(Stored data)

::::::::::

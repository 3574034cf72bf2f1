use criterion::{BenchmarkId, Criterion, criterion_group, criterion_main};
use tourney::{
    BracketFormat, BracketLayout,
    bracket::{Match, MatchResult, TeamId, advance, compute_progress, progression::record_result},
    leaderboard::tally_bracket,
    recommend::{HistorySample, engine},
};

/// Helper to seed a bracket of `n` teams with ids assigned
fn seeded(format: BracketFormat, n: usize) -> (BracketLayout, Vec<Match>) {
    let layout = BracketLayout::build(format, n).unwrap();
    let teams: Vec<TeamId> = (1..=n as TeamId).collect();
    let mut matches = layout.seed(&teams).unwrap();
    for (i, m) in matches.iter_mut().enumerate() {
        m.id = i as i64 + 1;
    }
    advance(&layout, &mut matches).unwrap();
    (layout, matches)
}

/// Play every ready match with team1 winning
fn play_out(layout: &BracketLayout, matches: &mut [Match]) {
    while let Some(idx) = matches
        .iter()
        .position(|m| !m.is_completed() && m.has_both_teams())
    {
        let m = &mut matches[idx];
        let winner = m.team1_id.unwrap();
        record_result(
            m,
            &MatchResult {
                team1_score: 2,
                team2_score: 1,
                winner_team_id: winner,
            },
        )
        .unwrap();
        advance(layout, matches).unwrap();
    }
}

/// Benchmark layout construction for every format
fn bench_layout_build(c: &mut Criterion) {
    let mut group = c.benchmark_group("layout_build");

    for format in BracketFormat::ALL {
        for teams in [8, 32, 128] {
            group.bench_with_input(
                BenchmarkId::new(format.to_string(), teams),
                &teams,
                |b, &n| {
                    b.iter(|| BracketLayout::build(format, n).unwrap());
                },
            );
        }
    }

    group.finish();
}

/// Benchmark a single progression pass over a freshly seeded bracket
fn bench_advance(c: &mut Criterion) {
    let mut group = c.benchmark_group("advance");

    for teams in [8, 33, 128] {
        group.bench_with_input(
            BenchmarkId::from_parameter(format!("{}_teams", teams)),
            &teams,
            |b, &n| {
                let (layout, matches) = seeded(BracketFormat::DoubleElimination, n);
                b.iter_batched(
                    || matches.clone(),
                    |mut matches| advance(&layout, &mut matches).unwrap(),
                    criterion::BatchSize::SmallInput,
                );
            },
        );
    }

    group.finish();
}

/// Benchmark progress and leaderboard derivation on finished brackets
fn bench_derivations(c: &mut Criterion) {
    let (layout, mut matches) = seeded(BracketFormat::DoubleElimination, 64);
    play_out(&layout, &mut matches);

    c.bench_function("compute_progress_de_64", |b| {
        b.iter(|| compute_progress(BracketFormat::DoubleElimination, 1, &matches));
    });

    c.bench_function("tally_bracket_de_64", |b| {
        b.iter(|| tally_bracket(BracketFormat::DoubleElimination, &matches).ranked());
    });
}

/// Benchmark recommendations against a full history window
fn bench_recommend(c: &mut Criterion) {
    let history: Vec<HistorySample> = (0..50)
        .map(|i| HistorySample {
            num_teams: 8 + i % 6,
            recommended_format: BracketFormat::ALL[i % 3],
            admin_choice: (i % 2 == 0).then_some(BracketFormat::RoundRobin),
        })
        .collect();

    c.bench_function("recommend_with_history", |b| {
        b.iter(|| engine::recommend(10, "basketball", &history));
    });
}

criterion_group!(brackets, bench_layout_build, bench_advance, bench_derivations);

criterion_group!(recommendations, bench_recommend);

criterion_main!(brackets, recommendations);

::::::::::

▶ _TASK GOAL_
All lines above that contain the word "BenchmarkId" are to be copied.

▶ _FINAL ANSWER_
use criterion::{BenchmarkId, Criterion, criterion_group, criterion_main};
                BenchmarkId::new(format.to_string(), teams),
            BenchmarkId::from_parameter(format!("{}_teams", teams)),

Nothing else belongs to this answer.